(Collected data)
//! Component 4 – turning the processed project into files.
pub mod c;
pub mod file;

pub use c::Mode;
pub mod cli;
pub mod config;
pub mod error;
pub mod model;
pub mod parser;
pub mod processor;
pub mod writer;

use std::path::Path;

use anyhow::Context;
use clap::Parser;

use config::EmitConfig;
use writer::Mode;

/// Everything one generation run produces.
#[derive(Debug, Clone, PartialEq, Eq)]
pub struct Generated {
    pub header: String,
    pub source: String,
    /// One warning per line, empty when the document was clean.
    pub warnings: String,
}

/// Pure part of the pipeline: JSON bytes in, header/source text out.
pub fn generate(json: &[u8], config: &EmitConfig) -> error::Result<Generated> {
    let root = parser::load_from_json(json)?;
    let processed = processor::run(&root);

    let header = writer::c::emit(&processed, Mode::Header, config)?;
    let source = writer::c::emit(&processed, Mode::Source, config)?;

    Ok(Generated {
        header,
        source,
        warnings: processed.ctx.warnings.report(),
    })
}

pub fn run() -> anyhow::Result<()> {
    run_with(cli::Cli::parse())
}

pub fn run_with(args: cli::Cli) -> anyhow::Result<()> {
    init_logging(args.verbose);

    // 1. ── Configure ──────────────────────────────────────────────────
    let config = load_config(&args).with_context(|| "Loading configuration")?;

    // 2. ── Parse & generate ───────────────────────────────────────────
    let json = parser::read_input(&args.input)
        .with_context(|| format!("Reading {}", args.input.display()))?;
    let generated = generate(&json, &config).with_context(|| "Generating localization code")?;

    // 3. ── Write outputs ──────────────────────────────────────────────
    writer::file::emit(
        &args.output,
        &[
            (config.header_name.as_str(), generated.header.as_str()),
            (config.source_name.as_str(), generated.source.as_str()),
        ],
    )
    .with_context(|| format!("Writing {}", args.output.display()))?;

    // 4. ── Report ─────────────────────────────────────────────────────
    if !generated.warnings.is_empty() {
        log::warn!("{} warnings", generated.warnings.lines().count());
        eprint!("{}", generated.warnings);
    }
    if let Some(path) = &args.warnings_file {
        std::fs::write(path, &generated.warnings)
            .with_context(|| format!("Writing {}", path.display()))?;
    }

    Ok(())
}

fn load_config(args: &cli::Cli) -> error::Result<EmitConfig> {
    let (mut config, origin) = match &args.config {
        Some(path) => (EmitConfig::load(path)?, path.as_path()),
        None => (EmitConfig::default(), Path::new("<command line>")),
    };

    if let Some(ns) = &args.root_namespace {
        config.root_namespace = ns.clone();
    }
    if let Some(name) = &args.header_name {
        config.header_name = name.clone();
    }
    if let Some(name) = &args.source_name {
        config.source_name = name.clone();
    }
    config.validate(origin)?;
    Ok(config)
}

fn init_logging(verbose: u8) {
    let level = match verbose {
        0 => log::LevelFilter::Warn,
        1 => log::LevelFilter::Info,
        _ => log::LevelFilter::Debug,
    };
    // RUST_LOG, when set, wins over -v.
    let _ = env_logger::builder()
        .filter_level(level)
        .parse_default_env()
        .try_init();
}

* Work instruction *
Output the data in full, exactly as it stands.

* Exercise result *
//! Component 4 – turning the processed project into files.
pub mod c;
pub mod file;

pub use c::Mode;
pub mod cli;
pub mod config;
pub mod error;
pub mod model;
pub mod parser;
pub mod processor;
pub mod writer;

use std::path::Path;

use anyhow::Context;
use clap::Parser;

use config::EmitConfig;
use writer::Mode;

/// Everything one generation run produces.
#[derive(Debug, Clone, PartialEq, Eq)]
pub struct Generated {
    pub header: String,
    pub source: String,
    /// One warning per line, empty when the document was clean.
    pub warnings: String,
}

/// Pure part of the pipeline: JSON bytes in, header/source text out.
pub fn generate(json: &[u8], config: &EmitConfig) -> error::Result<Generated> {
    let root = parser::load_from_json(json)?;
    let processed = processor::run(&root);

    let header = writer::c::emit(&processed, Mode::Header, config)?;
    let source = writer::c::emit(&processed, Mode::Source, config)?;

    Ok(Generated {
        header,
        source,
        warnings: processed.ctx.warnings.report(),
    })
}

pub fn run() -> anyhow::Result<()> {
    run_with(cli::Cli::parse())
}

pub fn run_with(args: cli::Cli) -> anyhow::Result<()> {
    init_logging(args.verbose);

    // 1. ── Configure ──────────────────────────────────────────────────
    let config = load_config(&args).with_context(|| "Loading configuration")?;

    // 2. ── Parse & generate ───────────────────────────────────────────
    let json = parser::read_input(&args.input)
        .with_context(|| format!("Reading {}", args.input.display()))?;
    let generated = generate(&json, &config).with_context(|| "Generating localization code")?;

    // 3. ── Write outputs ──────────────────────────────────────────────
    writer::file::emit(
        &args.output,
        &[
            (config.header_name.as_str(), generated.header.as_str()),
            (config.source_name.as_str(), generated.source.as_str()),
        ],
    )
    .with_context(|| format!("Writing {}", args.output.display()))?;

    // 4. ── Report ─────────────────────────────────────────────────────
    if !generated.warnings.is_empty() {
        log::warn!("{} warnings", generated.warnings.lines().count());
        eprint!("{}", generated.warnings);
    }
    if let Some(path) = &args.warnings_file {
        std::fs::write(path, &generated.warnings)
            .with_context(|| format!("Writing {}", path.display()))?;
    }

    Ok(())
}

fn load_config(args: &cli::Cli) -> error::Result<EmitConfig> {
    let (mut config, origin) = match &args.config {
        Some(path) => (EmitConfig::load(path)?, path.as_path()),
        None => (EmitConfig::default(), Path::new("<command line>")),
    };

    if let Some(ns) = &args.root_namespace {
        config.root_namespace = ns.clone();
    }
    if let Some(name) = &args.header_name {
        config.header_name = name.clone();
    }
    if let Some(name) = &args.source_name {
        config.source_name = name.clone();
    }
    config.validate(origin)?;
    Ok(config)
}

fn init_logging(verbose: u8) {
    let level = match verbose {
        0 => log::LevelFilter::Warn,
        1 => log::LevelFilter::Info,
        _ => log::LevelFilter::Debug,
    };
    // RUST_LOG, when set, wins over -v.
    let _ = env_logger::builder()
        .filter_level(level)
        .parse_default_env()
        .try_init();
}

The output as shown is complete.